• _Exercise details_: Print each record exactly, with no word added or removed.

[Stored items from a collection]
************
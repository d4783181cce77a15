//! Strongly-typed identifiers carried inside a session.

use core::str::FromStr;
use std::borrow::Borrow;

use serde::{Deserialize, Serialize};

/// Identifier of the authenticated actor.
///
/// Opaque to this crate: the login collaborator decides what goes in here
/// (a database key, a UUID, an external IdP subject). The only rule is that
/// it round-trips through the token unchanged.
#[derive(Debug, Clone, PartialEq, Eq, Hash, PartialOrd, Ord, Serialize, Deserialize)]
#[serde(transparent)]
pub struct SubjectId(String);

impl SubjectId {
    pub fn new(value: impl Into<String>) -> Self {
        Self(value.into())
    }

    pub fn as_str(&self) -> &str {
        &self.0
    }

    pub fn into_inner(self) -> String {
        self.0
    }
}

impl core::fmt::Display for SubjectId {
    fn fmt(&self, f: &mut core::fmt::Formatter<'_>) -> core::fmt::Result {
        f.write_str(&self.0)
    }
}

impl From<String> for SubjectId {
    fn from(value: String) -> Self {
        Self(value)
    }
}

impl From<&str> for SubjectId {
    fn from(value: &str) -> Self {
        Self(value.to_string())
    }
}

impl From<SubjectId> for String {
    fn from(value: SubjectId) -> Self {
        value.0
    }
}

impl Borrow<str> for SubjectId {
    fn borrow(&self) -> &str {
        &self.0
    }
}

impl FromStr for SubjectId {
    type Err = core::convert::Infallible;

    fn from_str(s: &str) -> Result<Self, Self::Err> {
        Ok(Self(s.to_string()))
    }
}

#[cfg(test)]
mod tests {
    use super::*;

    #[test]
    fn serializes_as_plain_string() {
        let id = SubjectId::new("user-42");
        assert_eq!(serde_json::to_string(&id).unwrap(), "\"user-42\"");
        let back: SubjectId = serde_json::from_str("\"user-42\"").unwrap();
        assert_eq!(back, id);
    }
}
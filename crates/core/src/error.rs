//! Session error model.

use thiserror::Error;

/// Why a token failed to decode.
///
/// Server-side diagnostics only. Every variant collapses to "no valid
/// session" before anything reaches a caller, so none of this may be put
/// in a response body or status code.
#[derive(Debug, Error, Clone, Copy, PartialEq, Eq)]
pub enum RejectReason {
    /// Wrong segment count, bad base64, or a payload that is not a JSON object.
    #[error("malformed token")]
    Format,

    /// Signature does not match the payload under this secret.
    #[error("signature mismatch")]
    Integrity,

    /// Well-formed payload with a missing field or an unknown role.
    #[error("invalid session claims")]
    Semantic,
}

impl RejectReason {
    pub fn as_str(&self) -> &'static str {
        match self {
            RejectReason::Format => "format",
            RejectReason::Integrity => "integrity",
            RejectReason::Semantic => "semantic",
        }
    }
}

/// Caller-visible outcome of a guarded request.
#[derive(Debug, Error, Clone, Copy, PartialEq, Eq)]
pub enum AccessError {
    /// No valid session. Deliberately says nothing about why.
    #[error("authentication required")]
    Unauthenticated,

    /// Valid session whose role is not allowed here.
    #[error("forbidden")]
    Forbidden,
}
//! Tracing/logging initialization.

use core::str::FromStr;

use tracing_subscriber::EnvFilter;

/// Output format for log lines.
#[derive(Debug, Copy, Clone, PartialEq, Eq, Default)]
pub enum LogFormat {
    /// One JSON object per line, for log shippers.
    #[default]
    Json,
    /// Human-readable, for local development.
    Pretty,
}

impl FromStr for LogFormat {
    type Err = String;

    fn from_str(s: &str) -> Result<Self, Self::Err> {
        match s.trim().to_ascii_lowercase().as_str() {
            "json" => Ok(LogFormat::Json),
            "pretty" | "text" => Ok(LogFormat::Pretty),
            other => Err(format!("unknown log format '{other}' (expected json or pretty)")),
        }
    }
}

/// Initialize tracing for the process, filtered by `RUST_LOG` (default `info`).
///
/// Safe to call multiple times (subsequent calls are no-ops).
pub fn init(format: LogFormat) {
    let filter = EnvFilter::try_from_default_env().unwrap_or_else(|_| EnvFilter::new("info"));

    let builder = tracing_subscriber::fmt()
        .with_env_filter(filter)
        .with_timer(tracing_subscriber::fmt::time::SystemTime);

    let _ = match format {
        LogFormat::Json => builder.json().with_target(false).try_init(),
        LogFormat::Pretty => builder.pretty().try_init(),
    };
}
************
• _Response to the exercise_:
repository d4783181cce77a15
//! Strongly-typed identifiers carried inside a session.

use core::str::FromStr;
use std::borrow::Borrow;

use serde::{Deserialize, Serialize};

/// Identifier of the authenticated actor.
///
/// Opaque to this crate: the login collaborator decides what goes in here
/// (a database key, a UUID, an external IdP subject). The only rule is that
/// it round-trips through the token unchanged.
#[derive(Debug, Clone, PartialEq, Eq, Hash, PartialOrd, Ord, Serialize, Deserialize)]
#[serde(transparent)]
pub struct SubjectId(String);

impl SubjectId {
    pub fn new(value: impl Into<String>) -> Self {
        Self(value.into())
    }

    pub fn as_str(&self) -> &str {
        &self.0
    }

    pub fn into_inner(self) -> String {
        self.0
    }
}

impl core::fmt::Display for SubjectId {
    fn fmt(&self, f: &mut core::fmt::Formatter<'_>) -> core::fmt::Result {
        f.write_str(&self.0)
    }
}

impl From<String> for SubjectId {
    fn from(value: String) -> Self {
        Self(value)
    }
}

impl From<&str> for SubjectId {
    fn from(value: &str) -> Self {
        Self(value.to_string())
    }
}

impl From<SubjectId> for String {
    fn from(value: SubjectId) -> Self {
        value.0
    }
}

impl Borrow<str> for SubjectId {
    fn borrow(&self) -> &str {
        &self.0
    }
}

impl FromStr for SubjectId {
    type Err = core::convert::Infallible;

    fn from_str(s: &str) -> Result<Self, Self::Err> {
        Ok(Self(s.to_string()))
    }
}

#[cfg(test)]
mod tests {
    use super::*;

    #[test]
    fn serializes_as_plain_string() {
        let id = SubjectId::new("user-42");
        assert_eq!(serde_json::to_string(&id).unwrap(), "\"user-42\"");
        let back: SubjectId = serde_json::from_str("\"user-42\"").unwrap();
        assert_eq!(back, id);
    }
}
filename crates/core/src/error.rs
//! Session error model.

use thiserror::Error;

/// Why a token failed to decode.
///
/// Server-side diagnostics only. Every variant collapses to "no valid
/// session" before anything reaches a caller, so none of this may be put
/// in a response body or status code.
#[derive(Debug, Error, Clone, Copy, PartialEq, Eq)]
pub enum RejectReason {
    /// Wrong segment count, bad base64, or a payload that is not a JSON object.
    #[error("malformed token")]
    Format,

    /// Signature does not match the payload under this secret.
    #[error("signature mismatch")]
    Integrity,

    /// Well-formed payload with a missing field or an unknown role.
    #[error("invalid session claims")]
    Semantic,
}

impl RejectReason {
    pub fn as_str(&self) -> &'static str {
        match self {
            RejectReason::Format => "format",
            RejectReason::Integrity => "integrity",
            RejectReason::Semantic => "semantic",
        }
    }
}

/// Caller-visible outcome of a guarded request.
#[derive(Debug, Error, Clone, Copy, PartialEq, Eq)]
pub enum AccessError {
    /// No valid session. Deliberately says nothing about why.
    #[error("authentication required")]
    Unauthenticated,

    /// Valid session whose role is not allowed here.
    #[error("forbidden")]
    Forbidden,
}
//! Tracing/logging initialization.

use core::str::FromStr;

use tracing_subscriber::EnvFilter;

/// Output format for log lines.
#[derive(Debug, Copy, Clone, PartialEq, Eq, Default)]
pub enum LogFormat {
    /// One JSON object per line, for log shippers.
    #[default]
    Json,
    /// Human-readable, for local development.
    Pretty,
}

impl FromStr for LogFormat {
    type Err = String;

    fn from_str(s: &str) -> Result<Self, Self::Err> {
        match s.trim().to_ascii_lowercase().as_str() {
            "json" => Ok(LogFormat::Json),
            "pretty" | "text" => Ok(LogFormat::Pretty),
            other => Err(format!("unknown log format '{other}' (expected json or pretty)")),
        }
    }
}

/// Initialize tracing for the process, filtered by `RUST_LOG` (default `info`).
///
/// Safe to call multiple times (subsequent calls are no-ops).
pub fn init(format: LogFormat) {
    let filter = EnvFilter::try_from_default_env().unwrap_or_else(|_| EnvFilter::new("info"));

    let builder = tracing_subscriber::fmt()
        .with_env_filter(filter)
        .with_timer(tracing_subscriber::fmt::time::SystemTime);

    let _ = match format {
        LogFormat::Json => builder.json().with_target(false).try_init(),
        LogFormat::Pretty => builder.pretty().try_init(),
    };
}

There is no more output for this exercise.